--- Exercise material Enclosed Below ---
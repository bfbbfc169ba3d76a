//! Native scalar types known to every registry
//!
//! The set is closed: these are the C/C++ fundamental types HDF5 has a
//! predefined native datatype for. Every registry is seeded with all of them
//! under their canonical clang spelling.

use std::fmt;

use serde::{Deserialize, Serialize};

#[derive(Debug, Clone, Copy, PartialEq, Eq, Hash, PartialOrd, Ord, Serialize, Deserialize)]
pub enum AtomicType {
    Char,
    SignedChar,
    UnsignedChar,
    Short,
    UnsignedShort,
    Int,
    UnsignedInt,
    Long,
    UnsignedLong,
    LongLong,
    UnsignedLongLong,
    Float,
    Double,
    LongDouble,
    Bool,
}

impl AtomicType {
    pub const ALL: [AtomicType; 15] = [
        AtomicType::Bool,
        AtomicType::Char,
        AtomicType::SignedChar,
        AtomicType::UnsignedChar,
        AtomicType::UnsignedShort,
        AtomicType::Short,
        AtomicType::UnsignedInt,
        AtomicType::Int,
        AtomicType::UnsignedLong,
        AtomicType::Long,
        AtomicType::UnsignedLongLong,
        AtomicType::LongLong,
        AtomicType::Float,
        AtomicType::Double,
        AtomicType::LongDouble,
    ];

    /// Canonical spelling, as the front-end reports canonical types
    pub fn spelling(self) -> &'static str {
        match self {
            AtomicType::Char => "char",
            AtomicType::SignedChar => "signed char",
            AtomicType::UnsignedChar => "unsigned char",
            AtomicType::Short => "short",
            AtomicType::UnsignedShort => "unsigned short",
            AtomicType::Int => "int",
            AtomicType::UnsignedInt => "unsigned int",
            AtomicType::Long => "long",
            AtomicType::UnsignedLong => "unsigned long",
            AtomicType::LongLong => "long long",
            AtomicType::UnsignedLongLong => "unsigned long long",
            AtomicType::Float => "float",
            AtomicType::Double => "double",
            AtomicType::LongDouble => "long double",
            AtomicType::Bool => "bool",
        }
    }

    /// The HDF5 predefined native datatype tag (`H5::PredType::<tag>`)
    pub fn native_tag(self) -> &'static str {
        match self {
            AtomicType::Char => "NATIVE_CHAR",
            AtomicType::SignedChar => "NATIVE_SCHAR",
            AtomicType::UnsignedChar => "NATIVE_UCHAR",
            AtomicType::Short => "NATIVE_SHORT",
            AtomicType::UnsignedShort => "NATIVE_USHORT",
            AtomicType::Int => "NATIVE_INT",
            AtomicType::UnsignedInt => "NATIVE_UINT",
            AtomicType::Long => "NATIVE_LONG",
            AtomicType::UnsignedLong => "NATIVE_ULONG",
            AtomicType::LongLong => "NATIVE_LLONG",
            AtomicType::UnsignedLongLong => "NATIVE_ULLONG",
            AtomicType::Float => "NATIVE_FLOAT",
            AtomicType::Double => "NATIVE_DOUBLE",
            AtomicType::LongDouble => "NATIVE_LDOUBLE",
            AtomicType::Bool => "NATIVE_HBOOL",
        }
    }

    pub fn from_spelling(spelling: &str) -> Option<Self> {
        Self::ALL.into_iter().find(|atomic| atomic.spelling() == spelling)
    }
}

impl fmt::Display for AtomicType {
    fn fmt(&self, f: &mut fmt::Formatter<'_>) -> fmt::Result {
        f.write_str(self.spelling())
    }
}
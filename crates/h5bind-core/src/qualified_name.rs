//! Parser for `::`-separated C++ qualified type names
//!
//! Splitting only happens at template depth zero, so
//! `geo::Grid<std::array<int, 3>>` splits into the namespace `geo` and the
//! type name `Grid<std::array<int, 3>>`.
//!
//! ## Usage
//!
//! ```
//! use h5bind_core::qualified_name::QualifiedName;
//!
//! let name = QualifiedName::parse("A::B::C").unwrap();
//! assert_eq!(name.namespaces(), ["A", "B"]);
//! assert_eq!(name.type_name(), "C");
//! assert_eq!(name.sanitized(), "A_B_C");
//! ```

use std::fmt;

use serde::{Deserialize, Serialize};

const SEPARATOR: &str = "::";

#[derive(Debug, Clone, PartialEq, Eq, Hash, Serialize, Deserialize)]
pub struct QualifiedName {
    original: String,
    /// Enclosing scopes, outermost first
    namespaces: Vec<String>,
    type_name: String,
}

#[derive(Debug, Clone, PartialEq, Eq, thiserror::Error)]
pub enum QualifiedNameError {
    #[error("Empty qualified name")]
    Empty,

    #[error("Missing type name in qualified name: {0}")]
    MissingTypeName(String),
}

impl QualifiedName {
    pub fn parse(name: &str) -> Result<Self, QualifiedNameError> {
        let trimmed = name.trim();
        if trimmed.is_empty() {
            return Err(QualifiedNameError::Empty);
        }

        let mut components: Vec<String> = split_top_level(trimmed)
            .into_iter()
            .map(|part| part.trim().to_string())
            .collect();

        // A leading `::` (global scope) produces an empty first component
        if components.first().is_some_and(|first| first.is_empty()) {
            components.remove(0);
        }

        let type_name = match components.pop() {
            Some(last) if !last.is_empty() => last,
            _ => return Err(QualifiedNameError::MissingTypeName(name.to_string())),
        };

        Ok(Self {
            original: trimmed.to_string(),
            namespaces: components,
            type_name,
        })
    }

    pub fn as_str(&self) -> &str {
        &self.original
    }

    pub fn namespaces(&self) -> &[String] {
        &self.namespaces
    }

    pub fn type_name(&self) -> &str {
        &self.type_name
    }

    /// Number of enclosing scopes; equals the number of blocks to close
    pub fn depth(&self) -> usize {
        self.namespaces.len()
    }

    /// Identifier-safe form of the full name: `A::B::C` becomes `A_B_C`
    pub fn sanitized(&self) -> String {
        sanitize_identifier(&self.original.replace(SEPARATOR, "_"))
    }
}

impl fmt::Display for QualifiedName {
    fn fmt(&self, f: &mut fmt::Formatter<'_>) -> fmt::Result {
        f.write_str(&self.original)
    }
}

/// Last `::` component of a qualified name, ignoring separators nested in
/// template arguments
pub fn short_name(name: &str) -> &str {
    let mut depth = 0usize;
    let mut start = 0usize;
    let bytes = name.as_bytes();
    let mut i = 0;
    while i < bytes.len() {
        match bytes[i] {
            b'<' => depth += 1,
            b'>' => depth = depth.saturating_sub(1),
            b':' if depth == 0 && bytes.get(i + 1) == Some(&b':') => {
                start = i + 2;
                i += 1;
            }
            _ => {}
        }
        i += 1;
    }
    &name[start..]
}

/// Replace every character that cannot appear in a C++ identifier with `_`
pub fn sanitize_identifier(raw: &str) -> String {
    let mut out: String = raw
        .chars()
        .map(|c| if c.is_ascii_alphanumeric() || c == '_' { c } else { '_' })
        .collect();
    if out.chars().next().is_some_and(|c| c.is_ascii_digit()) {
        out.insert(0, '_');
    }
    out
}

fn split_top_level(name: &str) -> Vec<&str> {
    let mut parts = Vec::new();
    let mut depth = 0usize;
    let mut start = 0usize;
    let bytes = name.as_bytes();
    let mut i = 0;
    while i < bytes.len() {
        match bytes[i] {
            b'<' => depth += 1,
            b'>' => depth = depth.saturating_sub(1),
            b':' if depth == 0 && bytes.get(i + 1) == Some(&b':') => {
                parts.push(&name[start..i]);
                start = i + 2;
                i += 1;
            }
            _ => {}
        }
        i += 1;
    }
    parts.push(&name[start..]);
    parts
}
--- End of Enclosed Exercise material ---
_Problem details_
Search the listing for the string "types". Copy each line where it turns up.

_Exercise response_
//! Native scalar types known to every registry
//! The set is closed: these are the C/C++ fundamental types HDF5 has a
    /// Canonical spelling, as the front-end reports canonical types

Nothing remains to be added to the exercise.